BEGIN DATASET EXTRACT
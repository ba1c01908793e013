//! Postgres-backed stores.
//!
//! One `PostgresStore` implements every store port over a shared pool. The
//! schema lives in `migrations/` and is applied by [`PostgresStore::migrate`].
//! Invariants that span requests (single open reception, unique email, unique
//! pickup-point id, references) are enforced by constraints and surfaced as
//! domain errors through [`error::map_sqlx_error`].

mod error;
mod pickup_points;
mod products;
mod receptions;
mod reports;
mod users;

use std::time::Duration;

use sqlx::PgPool;
use sqlx::postgres::PgPoolOptions;
use tracing::{info, instrument, warn};

use pvz_auth::dummy_users;
use pvz_core::DomainResult;

use crate::config::PostgresConfig;
use error::map_sqlx_error;

/// Delay before the second connection attempt; grows linearly after that.
const RETRY_DELAY_STEP: Duration = Duration::from_secs(1);

#[derive(Debug, Clone)]
pub struct PostgresStore {
    pool: PgPool,
}

impl PostgresStore {
    pub fn new(pool: PgPool) -> Self {
        Self { pool }
    }

    /// Connect, retrying `connect_attempts` times with a linearly growing delay.
    #[instrument(skip(config), fields(host = %config.host, db = %config.db))]
    pub async fn connect(config: &PostgresConfig) -> Result<Self, sqlx::Error> {
        let attempts = config.connect_attempts.max(1);
        let mut attempt = 1;

        loop {
            let result = PgPoolOptions::new()
                .max_connections(config.max_connections)
                .acquire_timeout(config.connect_timeout())
                .connect_with(config.connect_options())
                .await;

            match result {
                Ok(pool) => {
                    info!(attempt, "connected to postgres");
                    return Ok(Self::new(pool));
                }
                Err(e) if attempt < attempts => {
                    let delay = retry_delay(attempt);
                    warn!(attempt, attempts, error = %e, ?delay, "postgres connection failed, retrying");
                    tokio::time::sleep(delay).await;
                    attempt += 1;
                }
                Err(e) => return Err(e),
            }
        }
    }

    pub async fn migrate(&self) -> Result<(), sqlx::migrate::MigrateError> {
        sqlx::migrate!("./migrations").run(&self.pool).await
    }

    /// Insert the dummy-login accounts if they are missing.
    pub async fn seed_dummy_users(&self) -> DomainResult<()> {
        for user in dummy_users() {
            sqlx::query(
                r#"
                INSERT INTO users (id, email, password, user_role_id)
                VALUES ($1, $2, $3, $4)
                ON CONFLICT DO NOTHING
                "#,
            )
            .bind(user.id.as_uuid())
            .bind(user.email.as_str())
            .bind(&user.password_hash)
            .bind(user.role.id())
            .execute(&self.pool)
            .await
            .map_err(|e| map_sqlx_error("seed_dummy_users", e))?;
        }
        Ok(())
    }

    pub async fn close(&self) {
        self.pool.close().await;
    }
}

fn retry_delay(attempt: u32) -> Duration {
    RETRY_DELAY_STEP * attempt
}
//! Registration, password login and dummy login.

use tracing::{info, instrument};

use pvz_auth::{AccessToken, Email, IdentityService, Role, User, dummy_user};
use pvz_core::{DomainError, DomainResult};

#[derive(Debug, Clone)]
pub struct RegisterRequest {
    pub email: String,
    pub password: String,
    pub role: String,
}

#[derive(Clone)]
pub struct RegisterUser {
    identity: IdentityService,
}

impl RegisterUser {
    pub fn new(identity: IdentityService) -> Self {
        Self { identity }
    }

    /// Unrecognized role names register a client.
    #[instrument(skip_all, fields(role = %request.role))]
    pub async fn execute(&self, request: RegisterRequest) -> DomainResult<User> {
        let email = Email::parse(&request.email)?;
        if request.password.is_empty() {
            return Err(DomainError::PasswordIsRequired);
        }
        let role = Role::from_name(&request.role).unwrap_or(Role::Client);

        let user = self.identity.sign_up(email, &request.password, role).await?;
        info!(user_id = %user.id, role = %user.role, "user registered");
        Ok(user)
    }
}

#[derive(Debug, Clone)]
pub struct LoginRequest {
    pub email: String,
    pub password: String,
}

#[derive(Clone)]
pub struct LoginUser {
    identity: IdentityService,
}

impl LoginUser {
    pub fn new(identity: IdentityService) -> Self {
        Self { identity }
    }

    #[instrument(skip_all)]
    pub async fn execute(&self, request: LoginRequest) -> DomainResult<AccessToken> {
        let email = Email::parse(&request.email)?;
        if request.password.is_empty() {
            return Err(DomainError::PasswordIsRequired);
        }

        self.identity.sign_in(&email, &request.password).await
    }
}

/// Token for one of the pre-provisioned accounts, no password needed.
#[derive(Clone)]
pub struct DummyLogin {
    identity: IdentityService,
}

impl DummyLogin {
    pub fn new(identity: IdentityService) -> Self {
        Self { identity }
    }

    #[instrument(skip(self))]
    pub fn execute(&self, role: &str) -> DomainResult<AccessToken> {
        let role = Role::from_name(role)?;
        self.identity.issue_token(dummy_user(role).id)
    }
}
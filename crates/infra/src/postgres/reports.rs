use std::collections::HashMap;

use async_trait::async_trait;
use sqlx::Row;
use tracing::instrument;
use uuid::Uuid;

use pvz_core::{DomainResult, ReceptionId};
use pvz_domain::{PickupPointReport, Product, ReceptionReport, ReportFilter, ReportStore};

use super::PostgresStore;
use super::error::{corrupt_row, map_sqlx_error};
use super::pickup_points::pickup_point_from_row;
use super::products::product_from_row;
use super::receptions::reception_from_row;

#[async_trait]
impl ReportStore for PostgresStore {
    /// Three round trips: the page of pickup points keyed by record number,
    /// their receptions inside the window, then the products of those
    /// receptions. Nesting happens here rather than in SQL.
    #[instrument(skip(self), fields(page = filter.page, limit = filter.limit))]
    async fn find_all(&self, filter: &ReportFilter) -> DomainResult<Vec<PickupPointReport>> {
        let rows = sqlx::query(
            r#"
            SELECT id, creation_time_utc, city_id
            FROM pvzs
            WHERE pvz_record_number > $1
            ORDER BY pvz_record_number
            LIMIT $2
            "#,
        )
        .bind(filter.offset())
        .bind(filter.limit)
        .fetch_all(&self.pool)
        .await
        .map_err(|e| map_sqlx_error("report_pickup_points", e))?;

        let pickup_points = rows
            .iter()
            .map(pickup_point_from_row)
            .collect::<Result<Vec<_>, _>>()
            .map_err(|e| corrupt_row("report_pickup_points", e))?;
        if pickup_points.is_empty() {
            return Ok(Vec::new());
        }

        let pvz_ids: Vec<Uuid> = pickup_points.iter().map(|p| *p.id.as_uuid()).collect();
        let rows = sqlx::query(
            r#"
            SELECT id, pvz_id, creation_time_utc, status
            FROM receptions
            WHERE pvz_id = ANY($1)
              AND ($2::timestamptz IS NULL OR creation_time_utc >= $2)
              AND ($3::timestamptz IS NULL OR creation_time_utc < $3)
            ORDER BY creation_time_utc, id
            "#,
        )
        .bind(&pvz_ids)
        .bind(filter.window.start)
        .bind(filter.window.end)
        .fetch_all(&self.pool)
        .await
        .map_err(|e| map_sqlx_error("report_receptions", e))?;

        let receptions = rows
            .iter()
            .map(reception_from_row)
            .collect::<Result<Vec<_>, _>>()
            .map_err(|e| corrupt_row("report_receptions", e))?;

        let mut products: HashMap<ReceptionId, Vec<Product>> = HashMap::new();
        if !receptions.is_empty() {
            let reception_ids: Vec<Uuid> = receptions.iter().map(|r| *r.id.as_uuid()).collect();
            let rows = sqlx::query(
                r#"
                SELECT id, reception_id, creation_time_utc, category
                FROM products
                WHERE reception_id = ANY($1)
                ORDER BY creation_time_utc, id
                "#,
            )
            .bind(&reception_ids)
            .fetch_all(&self.pool)
            .await
            .map_err(|e| map_sqlx_error("report_products", e))?;

            for row in &rows {
                let product = product_from_row(row).map_err(|e| corrupt_row("report_products", e))?;
                products.entry(product.reception_id).or_default().push(product);
            }
        }

        let mut by_pvz: HashMap<_, Vec<ReceptionReport>> = HashMap::new();
        for reception in receptions {
            let products = products.remove(&reception.id).unwrap_or_default();
            by_pvz
                .entry(reception.pvz_id)
                .or_default()
                .push(ReceptionReport { reception, products });
        }

        Ok(pickup_points
            .into_iter()
            .map(|pickup_point| PickupPointReport {
                receptions: by_pvz.remove(&pickup_point.id).unwrap_or_default(),
                pickup_point,
            })
            .collect())
    }
}
use std::sync::Arc;

use axum::{
    Json,
    extract::{Extension, rejection::JsonRejection},
    http::StatusCode,
    response::{IntoResponse, Response},
};

use pvz_app::{LoginRequest, RegisterRequest, UseCases};
use pvz_core::DomainError;

use crate::app::{dto, errors};

pub async fn dummy_login(
    Extension(use_cases): Extension<Arc<UseCases>>,
    body: Result<Json<dto::DummyLoginRequest>, JsonRejection>,
) -> Response {
    let Json(body) = match body {
        Ok(b) => b,
        Err(e) => return errors::invalid_request(e),
    };

    match use_cases.dummy_login.execute(&body.role) {
        Ok(token) => (StatusCode::OK, Json(token)).into_response(),
        Err(DomainError::UnknownRoleName) => errors::json_error(
            StatusCode::BAD_REQUEST,
            "unknown_role",
            format!("unknown role: {}", body.role),
        ),
        Err(e) => errors::domain_error_to_response(e),
    }
}

pub async fn register(
    Extension(use_cases): Extension<Arc<UseCases>>,
    body: Result<Json<dto::RegisterRequest>, JsonRejection>,
) -> Response {
    let Json(body) = match body {
        Ok(b) => b,
        Err(e) => return errors::invalid_request(e),
    };

    let request = RegisterRequest {
        email: body.email,
        password: body.password,
        role: body.role,
    };
    match use_cases.register_user.execute(request).await {
        Ok(user) => (StatusCode::CREATED, Json(dto::user_to_json(&user))).into_response(),
        Err(e) => errors::json_error(StatusCode::BAD_REQUEST, "bad_request", e.to_string()),
    }
}

/// Any failure is reported as bad credentials so callers cannot probe for accounts.
pub async fn login(
    Extension(use_cases): Extension<Arc<UseCases>>,
    body: Result<Json<dto::LoginRequest>, JsonRejection>,
) -> Response {
    let Json(body) = match body {
        Ok(b) => b,
        Err(e) => return errors::invalid_request(e),
    };

    let request = LoginRequest {
        email: body.email,
        password: body.password,
    };
    match use_cases.login_user.execute(request).await {
        Ok(token) => (StatusCode::OK, Json(token)).into_response(),
        Err(e) => {
            tracing::warn!(error = %e, "login failed");
            errors::json_error(
                StatusCode::UNAUTHORIZED,
                "unauthorized",
                DomainError::BadUserCredential.to_string(),
            )
        }
    }
}
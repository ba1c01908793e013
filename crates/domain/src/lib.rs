//! Pickup-point domain: pickup points, receptions and products.
//!
//! Lifecycle rules live on the entities; persistence is reached through the
//! store ports in [`store`]. No IO happens here beyond calls into those ports.

pub mod city;
pub mod pickup_point;
pub mod product;
pub mod reception;
pub mod report;
pub mod store;

#[cfg(test)]
pub(crate) mod fakes;

pub use city::City;
pub use pickup_point::PickupPoint;
pub use product::{Product, ProductCategory};
pub use reception::{Reception, ReceptionStatus};
pub use report::{PickupPointReport, ReceptionReport, ReceptionWindow, ReportFilter};
pub use store::{
    PickupPointStore, ProductStore, ReceptionFilter, ReceptionStore, ReportStore, SortOrder,
};
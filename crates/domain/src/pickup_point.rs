use chrono::{DateTime, Utc};
use serde::{Deserialize, Serialize};

use pvz_core::{DomainError, DomainResult, Entity, PvzId};

use crate::{City, Reception, ReceptionFilter, ReceptionStatus, ReceptionStore, SortOrder};

/// A pickup point (PVZ). Immutable once registered.
#[derive(Debug, Clone, PartialEq, Eq, Serialize, Deserialize)]
pub struct PickupPoint {
    pub id: PvzId,
    pub registered_at: DateTime<Utc>,
    pub city: City,
}

impl PickupPoint {
    /// Both the id and the registration time are supplied by the caller.
    pub fn new(id: PvzId, city: City, registered_at: DateTime<Utc>) -> DomainResult<Self> {
        if id.is_nil() {
            return Err(DomainError::IdIsRequired);
        }
        Ok(Self { id, registered_at, city })
    }

    fn open_reception_filter(&self) -> ReceptionFilter {
        ReceptionFilter {
            pvz_id: self.id,
            status: ReceptionStatus::InProgress,
            order: SortOrder::Descending,
            limit: 1,
        }
    }

    /// The reception currently in progress at this point.
    pub async fn current_reception(&self, receptions: &dyn ReceptionStore) -> DomainResult<Reception> {
        receptions
            .find_all(&self.open_reception_filter())
            .await?
            .into_iter()
            .next()
            .ok_or(DomainError::AllReceptionsAreClosed)
    }

    /// Open a new reception, refusing while another one is still in progress.
    pub async fn open_reception(
        &self,
        receptions: &dyn ReceptionStore,
        now: DateTime<Utc>,
    ) -> DomainResult<Reception> {
        let reception = Reception::open(self.id, now)?;

        let open = receptions.find_all(&self.open_reception_filter()).await?;
        if !open.is_empty() {
            return Err(DomainError::AnotherOpenedReception);
        }

        receptions.add(&reception).await?;
        Ok(reception)
    }
}

impl Entity for PickupPoint {
    type Id = PvzId;

    fn id(&self) -> &Self::Id {
        &self.id
    }
}
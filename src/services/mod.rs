//! Typed accessors for the Nucleus API resources.
//!
//! Each accessor builds one request with [`Client::request`], dispatches it
//! with [`Client::execute`] and decodes the result. An empty or `null` 2xx
//! body yields the record type's default. Identifiers are percent-encoded
//! into a single path segment.

pub mod assessments;
pub mod assets;
pub mod connectors;
pub mod logs;
pub mod projects;

pub use assessments::{
    Assessment, AssessmentActivity, AssessmentContact, AssessmentData, AssessmentVuln,
};
pub use assets::{
    ApiStatus, Asset, AssetGroup, AssetUpdate, AssetVuln, Compliance, DataSensitivity, Finding,
    ListAssetsRequest,
};
pub use connectors::Connector;
pub use logs::{Log, LogRequest, Logs};
pub use projects::{Project, Projects};

use reqwest::Request;
use serde::de::DeserializeOwned;
use url::form_urlencoded;

use crate::client::Client;
use crate::context::Context;
use crate::error::{Error, Result};
use crate::response::Response;
use crate::transport::HttpClient;

async fn fetch<T, C>(client: &Client<C>, ctx: &Context, req: Request) -> Result<Response<T>>
where
    T: DeserializeOwned + Default,
    C: HttpClient,
{
    Ok(client
        .execute(ctx, req)
        .await?
        .map(Option::unwrap_or_default))
}

/// Percent-encodes an identifier so it stays a single path segment.
///
/// Empty and dot-only identifiers are rejected since URL resolution would
/// drop them or climb out of the resource.
fn segment(id: &str) -> Result<String> {
    if matches!(id, "" | "." | "..") {
        return Err(Error::InvalidArgument(format!(
            "{id:?} is not a usable resource identifier"
        )));
    }
    Ok(form_urlencoded::byte_serialize(id.as_bytes())
        .collect::<String>()
        .replace('+', "%20"))
}

#[cfg(test)]
mod tests {
    use super::*;

    #[test]
    fn test_segment_keeps_plain_ids() {
        assert_eq!(segment("12345").unwrap(), "12345");
        assert_eq!(segment("web-01.corp_a").unwrap(), "web-01.corp_a");
    }

    #[test]
    fn test_segment_escapes_reserved_characters() {
        assert_eq!(segment("a/b?c#d").unwrap(), "a%2Fb%3Fc%23d");
        assert_eq!(segment("a b+c").unwrap(), "a%20b%2Bc");
        assert_eq!(segment("100%").unwrap(), "100%25");
    }

    #[test]
    fn test_segment_rejects_dot_and_empty_ids() {
        for id in ["", ".", ".."] {
            assert!(matches!(segment(id), Err(Error::InvalidArgument(_))), "{id:?}");
        }
    }
}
END DATASET EXTRACT
YOUR ASSIGNMENT: Nothing but an exact copy of the lines from the first one above through the line holding "linearly after that." should be returned.

OUTPUT BELOW:
repository ba1c01908793e013
//! Postgres-backed stores.
//!
//! One `PostgresStore` implements every store port over a shared pool. The
//! schema lives in `migrations/` and is applied by [`PostgresStore::migrate`].
//! Invariants that span requests (single open reception, unique email, unique
//! pickup-point id, references) are enforced by constraints and surfaced as
//! domain errors through [`error::map_sqlx_error`].

mod error;
mod pickup_points;
mod products;
mod receptions;
mod reports;
mod users;

use std::time::Duration;

use sqlx::PgPool;
use sqlx::postgres::PgPoolOptions;
use tracing::{info, instrument, warn};

use pvz_auth::dummy_users;
use pvz_core::DomainResult;

use crate::config::PostgresConfig;
use error::map_sqlx_error;

/// Delay before the second connection attempt; grows linearly after that.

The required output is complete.